The temporal aspects are further highlighted by Barbara Adam who distinguishes
between nature as a thing (natura naturans) and as a process (natura naturata)
(1998). Adam argues that:
‘we need to reconnect the externalised phenomena to their generative
processes, the countryside to its re/production, the forests to its
formation. We need to bring into conceptual unity natura naturata and
natura naturans... We need to see the ‘product’ produced,
nature natured, life lived.’ (1998: 33)
Take the tree as an example. Trees live a long time, ranging from hundreds,
even thousands of years. The life of a tree commonly exceeds that of humans.
Trees change both seasonally and annually, at a pace that unfolds often
in symmetry with the unfolding relationships of people, families and communities.
Trees are regularly a central features in people’s sense of place;
they are alive yet also fixed in the landscape. Trees mark history in
‘lived’ terms. As Ingold points out, ‘people …
are as much bound up in the life of the tree as is the tree in the life
of the person’ (2000: 204).
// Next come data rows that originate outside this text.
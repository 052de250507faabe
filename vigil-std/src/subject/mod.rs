//! Broadcast registry.
//!
//! A [`Subject`] keeps subscriber handles in insertion order and hands every
//! payload to each of them. Handles are compared by identity
//! ([`SubscriberId`](vigil_core::SubscriberId)), never by observer value.

pub mod registry;
pub mod subscriber;

pub use registry::Subject;
pub use subscriber::Subscriber;
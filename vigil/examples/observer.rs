//! Broadcast walkthrough: two announcers, one removed between updates.
//!
//! Run with `cargo run -p vigil --example observer`. The registry's debug
//! logs are printed to stderr next to the announcements on stdout.

use std::sync::Arc;
use vigil::prelude::*;

fn main() -> Result<(), vigil::VigilError> {
    tracing_subscriber::fmt()
        .with_max_level(tracing::Level::DEBUG)
        .with_target(false)
        .with_writer(std::io::stderr)
        .init();

    let sink: SharedSink = Arc::new(StdoutSink);
    let subject = Subject::new();

    let observer1 = Subscriber::new(Announcer::new("Observer 1", sink.clone()));
    let observer2 = Subscriber::new(Announcer::new("Observer 2", sink));

    subject.add(&observer1);
    subject.add(&observer2);
    subject.notify(&"New data is available!")?;

    subject.remove(&observer1);
    subject.notify(&"Another update!")?;

    Ok(())
}
//! Accelerator binding interface.
//!
//! The engine never talks to a device runtime directly. Everything it needs
//! from the card (program loading, kernel and buffer objects, transfers,
//! launches and the round barrier) goes through [`AcceleratorBinding`].
//!
//! # Buffer layout
//!
//! | Buffer | Word type | Size (words) | Written by | Read by |
//! |--------|-----------|--------------|------------|---------|
//! | seed (shared) | `u32` | `num_kernels * max_assets_per_slot` | host | kernel |
//! | output (per slot) | `f64` | `max_assets_per_slot` | kernel | host |
//!
//! Offsets in [`AcceleratorBinding::write`] and [`AcceleratorBinding::read`]
//! are counted in words, not bytes.

use crate::error::BindingStatus;
use crate::types::{ConvergenceCriterion, OptionSpec};

/// Loaded program image.
#[derive(Clone, Copy, Debug, PartialEq, Eq, Hash)]
pub struct ProgramHandle(pub u64);

/// Kernel instance created from a program.
#[derive(Clone, Copy, Debug, PartialEq, Eq, Hash)]
pub struct KernelHandle(pub u64);

/// Device-resident buffer.
#[derive(Clone, Copy, Debug, PartialEq, Eq, Hash)]
pub struct BufferHandle(pub u64);

/// Any releasable device object.
#[derive(Clone, Copy, Debug, PartialEq, Eq, Hash)]
pub enum Handle {
    /// Program image.
    Program(ProgramHandle),
    /// Kernel instance.
    Kernel(KernelHandle),
    /// Device buffer.
    Buffer(BufferHandle),
}

impl From<ProgramHandle> for Handle {
    fn from(h: ProgramHandle) -> Self {
        Handle::Program(h)
    }
}

impl From<KernelHandle> for Handle {
    fn from(h: KernelHandle) -> Self {
        Handle::Kernel(h)
    }
}

impl From<BufferHandle> for Handle {
    fn from(h: BufferHandle) -> Self {
        Handle::Buffer(h)
    }
}

/// Memory bank a buffer is placed in (the slot's memory extension).
#[derive(Clone, Copy, Debug, PartialEq, Eq, Hash)]
pub struct MemoryBank(pub u32);

/// Arguments of one Monte Carlo kernel launch.
#[derive(Clone, Copy, Debug, PartialEq)]
pub struct KernelArgs {
    /// Option being priced.
    pub option: OptionSpec,
    /// Sampling mode.
    pub criterion: ConvergenceCriterion,
    /// Number of time steps per path.
    pub time_steps: u32,
    /// Shared seed buffer.
    pub seed_buffer: BufferHandle,
    /// Word offset of this launch's seed.
    pub seed_offset: usize,
    /// Slot output buffer.
    pub output_buffer: BufferHandle,
    /// Word offset the kernel writes its price to.
    pub output_offset: usize,
}

impl KernelArgs {
    /// Tolerance scalar argument; zero in fixed-sample mode.
    pub fn required_tolerance(&self) -> f64 {
        match self.criterion {
            ConvergenceCriterion::Tolerance(tol) => tol,
            ConvergenceCriterion::FixedSamples(_) => 0.0,
        }
    }

    /// Sample-count scalar argument; zero in tolerance mode.
    pub fn required_samples(&self) -> u32 {
        match self.criterion {
            ConvergenceCriterion::Tolerance(_) => 0,
            ConvergenceCriterion::FixedSamples(n) => n,
        }
    }
}

/// Device runtime operations the engine consumes.
///
/// Implementations may enqueue asynchronously: a successful `write` or
/// `launch` only means the command was accepted. Data produced by a launch
/// is guaranteed visible to `read` only after `synchronize` returns.
pub trait AcceleratorBinding {
    /// Loads and builds the named program image.
    fn load_image(&mut self, name: &str) -> Result<ProgramHandle, BindingStatus>;

    /// Instantiates a named kernel from a loaded program.
    fn create_kernel(
        &mut self,
        program: ProgramHandle,
        name: &str,
    ) -> Result<KernelHandle, BindingStatus>;

    /// Allocates a device buffer of `size_bytes` in the given memory bank.
    fn create_buffer(
        &mut self,
        program: ProgramHandle,
        size_bytes: usize,
        bank: MemoryBank,
    ) -> Result<BufferHandle, BindingStatus>;

    /// Copies seed words from the host into `buffer` starting at word `offset`.
    fn write(&mut self, buffer: BufferHandle, offset: usize, data: &[u32])
        -> Result<(), BindingStatus>;

    /// Copies price words from `buffer` starting at word `offset` to the host.
    fn read(
        &mut self,
        buffer: BufferHandle,
        offset: usize,
        out: &mut [f64],
    ) -> Result<(), BindingStatus>;

    /// Enqueues one kernel execution.
    fn launch(&mut self, kernel: KernelHandle, args: &KernelArgs) -> Result<(), BindingStatus>;

    /// Blocks until every enqueued command has completed.
    fn synchronize(&mut self) -> Result<(), BindingStatus>;

    /// Releases a device object.
    fn release(&mut self, handle: Handle) -> Result<(), BindingStatus>;
}

impl<T: AcceleratorBinding + ?Sized> AcceleratorBinding for Box<T> {
    fn load_image(&mut self, name: &str) -> Result<ProgramHandle, BindingStatus> {
        (**self).load_image(name)
    }

    fn create_kernel(
        &mut self,
        program: ProgramHandle,
        name: &str,
    ) -> Result<KernelHandle, BindingStatus> {
        (**self).create_kernel(program, name)
    }

    fn create_buffer(
        &mut self,
        program: ProgramHandle,
        size_bytes: usize,
        bank: MemoryBank,
    ) -> Result<BufferHandle, BindingStatus> {
        (**self).create_buffer(program, size_bytes, bank)
    }

    fn write(
        &mut self,
        buffer: BufferHandle,
        offset: usize,
        data: &[u32],
    ) -> Result<(), BindingStatus> {
        (**self).write(buffer, offset, data)
    }

    fn read(
        &mut self,
        buffer: BufferHandle,
        offset: usize,
        out: &mut [f64],
    ) -> Result<(), BindingStatus> {
        (**self).read(buffer, offset, out)
    }

    fn launch(&mut self, kernel: KernelHandle, args: &KernelArgs) -> Result<(), BindingStatus> {
        (**self).launch(kernel, args)
    }

    fn synchronize(&mut self) -> Result<(), BindingStatus> {
        (**self).synchronize()
    }

    fn release(&mut self, handle: Handle) -> Result<(), BindingStatus> {
        (**self).release(handle)
    }
}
Trees thus exhibit a rhythmic pattern
of persistence and change, from the swaying, bending and twisting of branches,
to the growth of leafs and ripening of fruit, to eventual death and decay.
Like humans, each tree is unique, exhibiting an underlying form or character
that transcends the vagaries of illness, the weather and the seasons.
In this sense the popular appeal towards trees noted above, and the common
symbolism of trees as nature, can be seen as a prime site where people
can connect with nature as a living process.
This type of analysis of emerging nature-culture relations is at odds
with many of the arguments outlined earlier. Goodwin’s theory does
not require any fundamental divide (or convergence) between a state of
nature and one of humanity; nor does it seek to focus on how we commonly
confuse nature for what is shaped by culture.
However, perhaps there is a wider societal context in which to situate
the current appeal to nature. Environmentalism emerged in the 1970s and
1980s as part of a cultural response to unease with industrial modernity
(Grove-White 1991). The urgency of the appeal to nature today is largely
a reflection of new forms of technological advance. For example, the promise
of new genetic technologies lies in the introduction of new crops, new
landscapes, new habitats, new animals, even new humans. In this sense
we could say that Goodwin’s theory of green value is conditional,
the key condition being a profound and enduring sense of unease that industrial
modernity is contributing towards ‘the death of what [people] are
part of, a natural rhythm that operates beyond human control’ (Milton
1999: 444). In such conditions the wildness of ‘nature’, as
non-human nature, becomes the needed ‘other’. In less pressing
times, and in more benign contexts, the ‘other’ of nature
may be less wild and more harmonious, with promises of practices that
restore constitutive harmony. We navigate, one might say, between the
metaphor of the garden and the wilderness. And when the garden becomes
transgenic we flee for the wild woods.
Think:
Reflect on why ‘nature’ matters to
you. Is nature the needed ‘other’ in everyday modern living?
If so, how does this become expressed? Is this appeal culturally and historically
specific? Will nature still be an important social category in 50 years
time?
Exercise
Develop a critique of the idea of ‘the global
environment’. To what extent is this ‘language’ of the
environment unhelpful in fostering an environmental ethic. How useful
is Ingold’s notion of dwelling as an alternative?